Mobility pricing can take many forms, whether it’s charging a fee for driving through downtown or a variable pricing structure that adjusts to peak demand. For major metropolitan areas, it’s an opportunity to manage the transportation network while generating revenue streams that can be reinvested directly into the local system.
But it’s also extremely controversial. While other cities have successfully implemented pricing programs, it remains untested in North America. In most cities, people can drive downtown for free. And who wants to pay for something that was free?
Unfortunately, when lots of people drive through cities at no cost, it creates congestion. But when elected officials propose mobility pricing as a solution, they face intense backlash. One major point of contention is that mobility pricing is unfair, especially for lower-income drivers, who can’t afford to live near their jobs, near a reliable transit option, or need to rely on their cars for work.
There’s a lot to unpack here.
If your city doesn’t provide sufficient housing options near workplaces or near transit, you’re unfortunately on the tail end of terrible zoning policies that have historically subsidized low-density sprawl. The only transportation mode that allows people to get around sprawl is driving and the end result is that people are trapped into relying on their cars.
Sprawl also creates a higher cost of living. Let’s compare the City of Los Angeles and Mobility Lab’s home base of Arlington, VA. Using the CNT Housing and Transportation index, the percentage of household income towards transportation is 20 percent for LA, while it’s only 11 percent for Arlington. (For comparison, Washington, DC and New York City is only 9 percent.) A transportation network designed in favor of the personal vehicle means fewer options – and it is inherently unfair.
And it’s been that way for awhile. Billions and billions of dollars have been poured into widening roads, expanding highways, and paving parking lots. For example, the 405 is a heavily used freeway in southern California. After a 2014 road widening that cost $1.1 billion – focused on a 10-mile stretch in Los Angeles – another expansion was announced in 2018, this time for expanding a 16-mile section in nearby Orange County for a tidy $1.9 billion. That’s $3 billion in four years towards one freeway. When so much money has been poured into supporting cars, no wonder so many people drive.

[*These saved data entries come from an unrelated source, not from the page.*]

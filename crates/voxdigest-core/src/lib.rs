pub mod audio;
pub mod config;
pub mod error;
pub mod export;
mod genai;
pub mod http;
pub mod pipeline;
pub mod provider;
pub mod settings;
pub mod sidebar;
pub mod summarize;
pub mod verbose;

pub use audio::{ACCEPTED_MEDIA_TYPE, AudioSubmission};
pub use config::Provider;
pub use error::{ExportError, PipelineError};
pub use export::{EXPORT_FILE_NAME, export_markdown, render_markdown};
pub use http::get_http_client;
pub use pipeline::{Pipeline, RunState};
pub use provider::{
    TranscriptionBackend, TranscriptionRequest, TranscriptionResult, transcription_backend,
};
pub use settings::Settings;
pub use sidebar::{SidebarContent, fetch_sidebar};
pub use summarize::{SummarizationBackend, SummaryResult, summarization_backend};
pub use verbose::set_verbose;
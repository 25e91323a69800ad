//! OpenAI summarization backend via the chat completions API.

use anyhow::{Result, anyhow};
use async_trait::async_trait;
use serde::Deserialize;

use super::{DEFAULT_TIMEOUT_SECS, SUMMARIZE_PROMPT, SummarizationBackend, SummaryResult, parse_summary};

const OPENAI_CHAT_URL: &str = "https://api.openai.com/v1/chat/completions";
const DEFAULT_MODEL: &str = "gpt-4o-mini";

/// Appended to the system prompt so JSON mode produces exactly our schema.
const JSON_FIELDS_INSTRUCTION: &str = "Respond with a JSON object containing exactly \
these string fields: keyConcepts, quotes, facts, latestInformation, tldrSummary.";

#[derive(Debug, Deserialize)]
struct ChatResponse {
    choices: Vec<Choice>,
}

#[derive(Debug, Deserialize)]
struct Choice {
    message: Message,
}

#[derive(Debug, Deserialize)]
struct Message {
    content: String,
}

/// OpenAI chat-completions summarization backend
#[derive(Debug, Default, Clone)]
pub struct OpenAiSummarizer;

#[async_trait]
impl SummarizationBackend for OpenAiSummarizer {
    async fn summarize(
        &self,
        client: &reqwest::Client,
        api_key: &str,
        transcription: &str,
    ) -> Result<SummaryResult> {
        let system_prompt = format!("{SUMMARIZE_PROMPT}\n\n{JSON_FIELDS_INSTRUCTION}");

        let response = client
            .post(OPENAI_CHAT_URL)
            .header("Authorization", format!("Bearer {api_key}"))
            .json(&serde_json::json!({
                "model": DEFAULT_MODEL,
                "response_format": { "type": "json_object" },
                "messages": [
                    {"role": "system", "content": system_prompt},
                    {"role": "user", "content": transcription}
                ]
            }))
            .timeout(std::time::Duration::from_secs(DEFAULT_TIMEOUT_SECS))
            .send()
            .await?;

        if !response.status().is_success() {
            let error_text = response.text().await?;
            return Err(anyhow!("OpenAI summarization failed: {}", error_text));
        }

        let chat_response: ChatResponse = response.json().await?;
        let content = chat_response
            .choices
            .first()
            .map(|c| c.message.content.as_str())
            .ok_or_else(|| anyhow!("No response from OpenAI"))?;

        parse_summary(content)
    }
}
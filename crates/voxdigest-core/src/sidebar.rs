//! Decorative sidebar content: an AI-generated image and a one-line quote.
//!
//! These fetches are best-effort and independent of the transcription
//! pipeline: they are dispatched together, awaited independently, and on
//! failure substitute fixed fallbacks with a non-fatal warning. They never
//! affect pipeline state and are not part of the export contract.

use anyhow::Result;

use crate::genai;

/// Timeout for the image fetch (image generation is slow)
const IMAGE_TIMEOUT_SECS: u64 = 120;

/// Timeout for the quote fetch
const QUOTE_TIMEOUT_SECS: u64 = 30;

/// Fixed prompt for the decorative image
pub const IMAGE_PROMPT: &str = "ethereal female warrior, blindfolded, short white hair, \
sleek monochrome outfit, futuristic setting, abstract digital art style";

/// Fixed prompt for the one-line quote
pub const QUOTE_PROMPT: &str = "Generate a short, poignant, and thought-provoking quote. \
It could touch on themes of existence, duty, or fleeting moments. Keep it under 25 words. \
The tone should be reflective, perhaps with a hint of stoicism or melancholy.";

/// Shown when image generation fails
pub const FALLBACK_IMAGE_URL: &str = "https://placehold.co/600x400.png";

/// Shown when quote generation fails
pub const FALLBACK_QUOTE: &str = "Failed to generate a thought. Try again?";

/// Decorative content for the sidebar. `image` is either a `data:` URI with
/// the generated image or the fallback placeholder URL.
#[derive(Debug, Clone)]
pub struct SidebarContent {
    pub image: String,
    pub quote: String,
}

impl SidebarContent {
    /// The fixed content used when both fetches fail (or are skipped)
    pub fn fallback() -> Self {
        Self {
            image: FALLBACK_IMAGE_URL.to_string(),
            quote: FALLBACK_QUOTE.to_string(),
        }
    }
}

/// Fetch the decorative image and quote concurrently.
///
/// Never fails: each leg falls back to its fixed placeholder on error.
pub async fn fetch_sidebar(client: &reqwest::Client, api_key: &str) -> SidebarContent {
    let (image, quote) = tokio::join!(
        fetch_image(client, api_key),
        fetch_quote(client, api_key),
    );

    SidebarContent {
        image: image.unwrap_or_else(|e| {
            crate::warn!("Image generation failed, showing placeholder: {e}");
            FALLBACK_IMAGE_URL.to_string()
        }),
        quote: quote.unwrap_or_else(|e| {
            crate::warn!("Quote generation failed: {e}");
            FALLBACK_QUOTE.to_string()
        }),
    }
}

async fn fetch_image(client: &reqwest::Client, api_key: &str) -> Result<String> {
    let body = serde_json::json!({
        "contents": [{
            "parts": [{ "text": IMAGE_PROMPT }]
        }],
        "generationConfig": {
            "responseModalities": ["TEXT", "IMAGE"],
        },
    });

    let response = genai::generate_content(
        client,
        api_key,
        genai::DEFAULT_IMAGE_MODEL,
        body,
        IMAGE_TIMEOUT_SECS,
    )
    .await?;

    let inline = response
        .first_inline_data()
        .ok_or_else(|| anyhow::anyhow!("Image generation returned no image data"))?;

    Ok(to_data_uri(&inline.mime_type, &inline.data))
}

async fn fetch_quote(client: &reqwest::Client, api_key: &str) -> Result<String> {
    let body = serde_json::json!({
        "contents": [{
            "parts": [{ "text": QUOTE_PROMPT }]
        }]
    });

    let response = genai::generate_content(
        client,
        api_key,
        genai::DEFAULT_TEXT_MODEL,
        body,
        QUOTE_TIMEOUT_SECS,
    )
    .await?;

    let quote = response
        .first_text()
        .map(str::trim)
        .filter(|q| !q.is_empty())
        .ok_or_else(|| anyhow::anyhow!("Quote generation failed to produce text"))?;

    Ok(quote.to_string())
}

fn to_data_uri(mime_type: &str, base64_data: &str) -> String {
    format!("data:{mime_type};base64,{base64_data}")
}

#[cfg(test)]
mod tests {
    use super::*;

    #[test]
    fn test_to_data_uri() {
        assert_eq!(
            to_data_uri("image/png", "aGVsbG8="),
            "data:image/png;base64,aGVsbG8="
        );
    }

    #[test]
    fn test_fallback_content() {
        let fallback = SidebarContent::fallback();
        assert_eq!(fallback.image, FALLBACK_IMAGE_URL);
        assert_eq!(fallback.quote, FALLBACK_QUOTE);
    }
}
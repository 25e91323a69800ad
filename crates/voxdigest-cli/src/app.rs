use anyhow::Result;
use voxdigest_core::{Provider, Settings};

/// Resolved configuration for a pipeline run
pub struct PipelineConfig {
    pub provider: Provider,
    pub api_key: String,
    pub language: Option<String>,
}

/// Load provider and API key from settings, with a CLI override for the
/// provider. Exits with setup instructions when no key is configured.
pub fn load_pipeline_config(provider_override: Option<Provider>) -> Result<PipelineConfig> {
    let settings = Settings::load();
    let provider = provider_override.unwrap_or_else(|| settings.provider.clone());
    let language = settings.language.clone();

    let api_key = match settings.api_key_for(&provider) {
        Some(key) => key,
        None => {
            eprintln!("Error: No {} API key configured.", provider.display_name());
            eprintln!("\nSet your key with:");
            eprintln!("  voxdigest config --{}-api-key YOUR_KEY\n", provider.as_str());
            eprintln!(
                "Or set the {} environment variable.",
                provider.api_key_env_var()
            );
            std::process::exit(1);
        }
    };

    Ok(PipelineConfig {
        provider,
        api_key,
        language,
    })
}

But it’s not a sustainable system in the long term, especially given that widening highways makes traffic worse. And it’s not even working now: many people assume that gas tax revenues help maintain our roads but in fact, the federal gas tax has remain unchanged since 1993. The Highway Trust Fund remains insolvent and can only stay afloat by allocations from the general fund.
Highways are just the tip of the iceberg: suburban housing built and sold at low prices due to tax incentives and other subsidies further fuels the notion that the suburbs and driving are cheap. In fact, low-density suburbs are a very, very expensive endeavor — especially for cities. When the costs are made visible, it can be a shock. Washington, DC area residents recently experienced this with Interstate 66, a popular route for suburbanites commuting to their jobs in the District: when tolls were added in December 2017, prices reached $46 during rush-hour.
Mobility pricing adjusts for this highly subsidized system. In fancy economist speak, mobility pricing means pricing for externalities. In this case, the externality is physical space. (We’re not talking about freight, which is a separate discussion.) If you compare walking, biking, transit, and single-occupancy vehicles (SOVs), the SOVs takes up significantly more space relative to the others. In other words, if you put twenty people together and they were either walking, on bikes, riding transit, or driving in their own cars, everyone fits fine on the first three and the last one becomes a traffic jam. Driving puts a greater burden on the transportation network and to manage that, it needs to be priced.
Plus, revenues from mobility pricing can be used towards projects like fixing sidewalks, installing protected bike lanes, and increasing transit service – all of which helps everyone, but especially low-income residents. This brings us back to our initial point. Despite the growing rates of car ownership since the 2008 recession, lower-income residents are still more likely rely on walking, biking, and transit as their primary transportation modes than middle and upper-income people. Mobility pricing brings them a two-fold benefit: improved transit service from the increased investment and, because there are fewer cars on the road, time savings for those who do have to drive. In addition, cities can outline exemptions for lower-income households.
What can cities do next? They’re definitely talking about it. The next hurdle is getting people to warm up to the idea and understand that mobility pricing can lead to more options. Educating the public and elected officials about the actual costs of driving is an important step towards making mobility pricing a reality.